■ WHAT IS BEING ASKED ■
Write out the data that follows. Keep every character unchanged.

■ EXTRACTED RECORDS ■

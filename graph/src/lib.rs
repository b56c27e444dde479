pub mod core;
pub mod layout;

pub use crate::core::{
    Arc, ArcIdx, ArcJunction, ChainIter, CommitId, FlatLane, Frame, Graph, GraphError, LaneIdx,
    LaneTable, Row, DEFAULT_KEYFRAME_INTERVAL,
};
pub use crate::layout::{GraphGenerator, GraphSplicer, Playback, PlaybackExhausted};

■ TASK OUTPUT ■
filename graph/src/lib.rs
repository b56c27e444dde479
pub mod core;
pub mod layout;

pub use crate::core::{
    Arc, ArcIdx, ArcJunction, ChainIter, CommitId, FlatLane, Frame, Graph, GraphError, LaneIdx,
    LaneTable, Row, DEFAULT_KEYFRAME_INTERVAL,
};
pub use crate::layout::{GraphGenerator, GraphSplicer, Playback, PlaybackExhausted};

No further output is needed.